**Exercise**
Copy the data that follows, exactly and completely.

**Saved entries**
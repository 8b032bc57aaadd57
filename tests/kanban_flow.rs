use std::cell::RefCell;
use std::rc::Rc;

use chrono::NaiveDate;

use timeline_board::kanban::{group_by_status, move_to_column};
use timeline_board::model::TaskStatus;
use timeline_board::source::local::Workspace;
use timeline_board::source::{LocalSource, NewTask, Snapshot, TaskMutations, TaskSource};

fn d(day: u32) -> NaiveDate {
    NaiveDate::from_ymd_opt(2024, 3, day).unwrap()
}

fn new_task(title: &str, status: Option<TaskStatus>) -> NewTask {
    NewTask {
        title: title.to_string(),
        description: String::new(),
        start_date: d(1),
        end_date: d(4),
        status,
    }
}

#[test]
fn dragging_a_card_through_done_and_back() {
    let source = LocalSource::in_memory(Workspace::default());
    let project = source.create_project("Launch").unwrap();
    let task = source
        .create_task(&project.id, new_task("Write copy", Some(TaskStatus::InProgress)))
        .unwrap();

    let latest: Rc<RefCell<Option<Snapshot>>> = Rc::default();
    let sink = latest.clone();
    let _subscription = source.subscribe(
        &project.id,
        Box::new(move |snapshot| *sink.borrow_mut() = Some(snapshot)),
    );

    let board = source.board(&project.id).unwrap();
    let done = board.column("done").unwrap();
    let change = move_to_column(&task, done);
    source
        .update_status(&project.id, &change.task_id, change.status, change.completed)
        .unwrap();

    let snapshot = latest.borrow().clone().unwrap();
    assert_eq!(snapshot[0].status, Some(TaskStatus::Done));
    assert!(snapshot[0].completed);
    let groups = group_by_status(&snapshot, board.columns());
    assert_eq!(groups["done"].len(), 1);
    assert!(groups["in-progress"].is_empty());

    let todo = board.column("todo").unwrap();
    let change = move_to_column(&snapshot[0], todo);
    source
        .update_status(&project.id, &change.task_id, change.status, change.completed)
        .unwrap();

    let snapshot = latest.borrow().clone().unwrap();
    assert_eq!(snapshot[0].status, Some(TaskStatus::Todo));
    assert!(!snapshot[0].completed);
}

#[test]
fn tasks_without_status_show_up_in_todo() {
    let source = LocalSource::in_memory(Workspace::default());
    let project = source.create_project("Launch").unwrap();
    source.create_task(&project.id, new_task("Loose end", None)).unwrap();
    source
        .create_task(&project.id, new_task("Shipped", Some(TaskStatus::Done)))
        .unwrap();

    let tasks = source.fetch_tasks(&project.id).unwrap();
    let board = source.board(&project.id).unwrap();
    let groups = group_by_status(&tasks, board.columns());

    assert_eq!(groups["todo"].len(), 1);
    assert_eq!(groups["todo"][0].title, "Loose end");
    assert_eq!(groups["done"].len(), 1);
    assert!(groups["done"][0].completed);
}

#[test]
fn unsubscribing_stops_updates() {
    let source = LocalSource::in_memory(Workspace::default());
    let project = source.create_project("Launch").unwrap();

    let calls = Rc::new(RefCell::new(0));
    let counter = calls.clone();
    let subscription = source.subscribe(&project.id, Box::new(move |_| *counter.borrow_mut() += 1));

    source.create_task(&project.id, new_task("a", None)).unwrap();
    assert_eq!(*calls.borrow(), 1);

    subscription.unsubscribe();
    source.create_task(&project.id, new_task("b", None)).unwrap();
    assert_eq!(*calls.borrow(), 1);
    assert_eq!(source.listener_count(), 0);
}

**Exercise response**
repository 8b032bc57aaadd57
filename tests/kanban_flow.rs
use std::cell::RefCell;
use std::rc::Rc;

use chrono::NaiveDate;

use timeline_board::kanban::{group_by_status, move_to_column};
use timeline_board::model::TaskStatus;
use timeline_board::source::local::Workspace;
use timeline_board::source::{LocalSource, NewTask, Snapshot, TaskMutations, TaskSource};

fn d(day: u32) -> NaiveDate {
    NaiveDate::from_ymd_opt(2024, 3, day).unwrap()
}

fn new_task(title: &str, status: Option<TaskStatus>) -> NewTask {
    NewTask {
        title: title.to_string(),
        description: String::new(),
        start_date: d(1),
        end_date: d(4),
        status,
    }
}

#[test]
fn dragging_a_card_through_done_and_back() {
    let source = LocalSource::in_memory(Workspace::default());
    let project = source.create_project("Launch").unwrap();
    let task = source
        .create_task(&project.id, new_task("Write copy", Some(TaskStatus::InProgress)))
        .unwrap();

    let latest: Rc<RefCell<Option<Snapshot>>> = Rc::default();
    let sink = latest.clone();
    let _subscription = source.subscribe(
        &project.id,
        Box::new(move |snapshot| *sink.borrow_mut() = Some(snapshot)),
    );

    let board = source.board(&project.id).unwrap();
    let done = board.column("done").unwrap();
    let change = move_to_column(&task, done);
    source
        .update_status(&project.id, &change.task_id, change.status, change.completed)
        .unwrap();

    let snapshot = latest.borrow().clone().unwrap();
    assert_eq!(snapshot[0].status, Some(TaskStatus::Done));
    assert!(snapshot[0].completed);
    let groups = group_by_status(&snapshot, board.columns());
    assert_eq!(groups["done"].len(), 1);
    assert!(groups["in-progress"].is_empty());

    let todo = board.column("todo").unwrap();
    let change = move_to_column(&snapshot[0], todo);
    source
        .update_status(&project.id, &change.task_id, change.status, change.completed)
        .unwrap();

    let snapshot = latest.borrow().clone().unwrap();
    assert_eq!(snapshot[0].status, Some(TaskStatus::Todo));
    assert!(!snapshot[0].completed);
}

#[test]
fn tasks_without_status_show_up_in_todo() {
    let source = LocalSource::in_memory(Workspace::default());
    let project = source.create_project("Launch").unwrap();
    source.create_task(&project.id, new_task("Loose end", None)).unwrap();
    source
        .create_task(&project.id, new_task("Shipped", Some(TaskStatus::Done)))
        .unwrap();

    let tasks = source.fetch_tasks(&project.id).unwrap();
    let board = source.board(&project.id).unwrap();
    let groups = group_by_status(&tasks, board.columns());

    assert_eq!(groups["todo"].len(), 1);
    assert_eq!(groups["todo"][0].title, "Loose end");
    assert_eq!(groups["done"].len(), 1);
    assert!(groups["done"][0].completed);
}

#[test]
fn unsubscribing_stops_updates() {
    let source = LocalSource::in_memory(Workspace::default());
    let project = source.create_project("Launch").unwrap();

    let calls = Rc::new(RefCell::new(0));
    let counter = calls.clone();
    let subscription = source.subscribe(&project.id, Box::new(move |_| *counter.borrow_mut() += 1));

    source.create_task(&project.id, new_task("a", None)).unwrap();
    assert_eq!(*calls.borrow(), 1);

    subscription.unsubscribe();
    source.create_task(&project.id, new_task("b", None)).unwrap();
    assert_eq!(*calls.borrow(), 1);
    assert_eq!(source.listener_count(), 0);
}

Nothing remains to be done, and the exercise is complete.